潘恩山,李煜罡,朱曉光

(南方醫(yī)科大學中西醫(yī)結合醫(yī)院泌尿外科，廣州 510315)

miR-375通過抑制KLF4促進前列腺癌細胞的遷移和侵襲

潘恩山,李煜罡,朱曉光

(南方醫(yī)科大學中西醫(yī)結合醫(yī)院泌尿外科，廣州 510315)

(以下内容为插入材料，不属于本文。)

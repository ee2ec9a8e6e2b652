//! Export and Entry Point Macros
//!
//! These macros wrap the `inventory::submit!` boilerplate. Exports make a
//! callable resolvable under its reference; entry points make the host
//! discover that reference without it being configured.
//!
//! The reference of an exported function is built from `module_path!()`, so
//! a function `register` in module `my_ext::routes` is exported as
//! `my_ext::routes:register`.
//!
//! # Example
//!
//! ```ignore
//! use extension_host::plugin::prelude::*;
//! use extension_host::{declare_entry_point, export_extension};
//!
//! fn register(handle: &mut PluginHandle) -> Result<(), BoxError> {
//!     handle.mount("/my-ext", Router::new().route("/health", get(health)))?;
//!     Ok(())
//! }
//!
//! export_extension!(register, compatible = ">=1.0.0, <2.0.0");
//! declare_entry_point!(server_extensions, "my-ext", register);
//! ```

/// Reference under which `export_*!` publishes `$func` from the calling module
#[macro_export]
macro_rules! plugin_reference {
    ($func:ident) => {
        concat!(module_path!(), ":", stringify!($func))
    };
}

/// Export an extension registration callable.
///
/// `$func` must have the signature
/// `fn(&mut PluginHandle) -> Result<(), BoxError>`. The optional
/// `compatible` range is checked against the host API version before the
/// callable is invoked; exports without one are rejected at load time.
///
/// # Example
///
/// ```ignore
/// export_extension!(register, compatible = "^1");
/// ```
#[macro_export]
macro_rules! export_extension {
    ($func:ident, compatible = $range:expr) => {
        $crate::inventory::submit! {
            $crate::plugin::catalog::PluginExport::extension(
                $crate::plugin_reference!($func),
                ::core::option::Option::Some($range),
                $func,
            )
        }
    };
    ($func:ident) => {
        $crate::inventory::submit! {
            $crate::plugin::catalog::PluginExport::extension(
                $crate::plugin_reference!($func),
                ::core::option::Option::None,
                $func,
            )
        }
    };
}

/// Export a lifespan factory.
///
/// `$func` must have the signature
/// `fn(&PluginHandle) -> Result<Box<dyn Lifespan>, BoxError>`.
#[macro_export]
macro_rules! export_lifespan {
    ($func:ident, compatible = $range:expr) => {
        $crate::inventory::submit! {
            $crate::plugin::catalog::PluginExport::lifespan(
                $crate::plugin_reference!($func),
                ::core::option::Option::Some($range),
                $func,
            )
        }
    };
}

/// Export a component contribution.
///
/// `$func` must have the signature
/// `fn(&PluginHandle) -> Result<ComponentContribution, BoxError>`.
#[macro_export]
macro_rules! export_components {
    ($func:ident, compatible = $range:expr) => {
        $crate::inventory::submit! {
            $crate::plugin::catalog::PluginExport::components(
                $crate::plugin_reference!($func),
                ::core::option::Option::Some($range),
                $func,
            )
        }
    };
}

/// Declare an entry point so the host discovers `$func` automatically.
///
/// The group is one of `server_extensions`, `server_lifespans` or
/// `component_contributions`.
#[macro_export]
macro_rules! declare_entry_point {
    (server_extensions, $name:expr, $func:ident) => {
        $crate::declare_entry_point!(@submit $crate::plugin::discovery::SERVER_EXTENSIONS, $name, $func);
    };
    (server_lifespans, $name:expr, $func:ident) => {
        $crate::declare_entry_point!(@submit $crate::plugin::discovery::SERVER_LIFESPANS, $name, $func);
    };
    (component_contributions, $name:expr, $func:ident) => {
        $crate::declare_entry_point!(@submit $crate::plugin::discovery::COMPONENT_CONTRIBUTIONS, $name, $func);
    };
    (@submit $group:expr, $name:expr, $func:ident) => {
        $crate::inventory::submit! {
            $crate::plugin::discovery::EntryPoint::new(
                $group,
                $name,
                $crate::plugin_reference!($func),
            )
        }
    };
}

#[cfg(test)]
mod tests {
    use crate::plugin::catalog::PluginCatalog;
    use crate::plugin::discovery::{EntryPointSource, InventoryEntryPoints, SERVER_LIFESPANS};
    use crate::plugin::handle::PluginHandle;
    use crate::plugin::lifecycle::{Lifespan, LifespanFn};
    use crate::plugin::BoxError;

    fn sample_export(_handle: &mut PluginHandle) -> Result<(), BoxError> {
        Ok(())
    }

    fn macro_lifespan(_handle: &PluginHandle) -> Result<Box<dyn Lifespan>, BoxError> {
        Ok(Box::new(LifespanFn::on_enter("macro", || async {
            Ok::<(), BoxError>(())
        })))
    }

    // Verify macro expansion compiles
    export_extension!(sample_export, compatible = "^1");
    export_lifespan!(macro_lifespan, compatible = "^1");
    declare_entry_point!(server_lifespans, "macro-lifespan", macro_lifespan);

    #[test]
    fn test_reference_uses_module_path() {
        assert_eq!(
            plugin_reference!(sample_export),
            concat!(module_path!(), ":sample_export")
        );
    }

    #[test]
    fn test_macro_exports_are_resolvable() {
        let catalog = PluginCatalog::from_inventory();

        let sample = catalog.resolve(plugin_reference!(sample_export)).unwrap();
        assert_eq!(sample.compatibility.as_deref(), Some("^1"));
        assert_eq!(sample.entry.kind(), "extension");

        let lifespan = catalog.resolve(plugin_reference!(macro_lifespan)).unwrap();
        assert_eq!(lifespan.entry.kind(), "lifespan");
    }

    #[test]
    fn test_macro_entry_point_is_discoverable() {
        let entries = InventoryEntryPoints.entry_points(SERVER_LIFESPANS).unwrap();
        assert!(entries.iter().any(|ep| ep.name == "macro-lifespan"
            && ep.reference == plugin_reference!(macro_lifespan)));
    }
}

目的 探討miR-375在前列腺癌(PCa)細胞中的表達、作用及機制。方法 培養(yǎng)細胞，轉染質粒，Transwell分析PCa細胞的遷移和侵襲；qPCR分析miR-375、KLF4 mRNA在PCa細胞中的表達；Western blot分析KLF4蛋白在PCa細胞中的表達；生物信息學分析miR-375的靶基因，雙熒光素酶實驗驗證。結果 miR-375在PCa中高表達，抑制miR-375的表達顯著抑制PCa細胞的遷移和侵襲；通過生物信息學分析miR-375的潛在靶基因含有KLF4，雙熒光素酶實驗驗證KLF4為miR-375的靶基因；KLF4在PCa細胞中表達顯著降低，抑制miR-375的表達能夠顯著促進KLF4蛋白的表達；進一步研究表明抑制KLF4表達可逆轉miR-375 抑制物對PCa細胞的遷移侵襲的抑制作用。結論 miR-375抑制KLF4的表達促進PCa的遷移和侵襲，發(fā)揮癌基因的作用；其可以作為PCa的治療靶點，為PCa的治療提供新的方向。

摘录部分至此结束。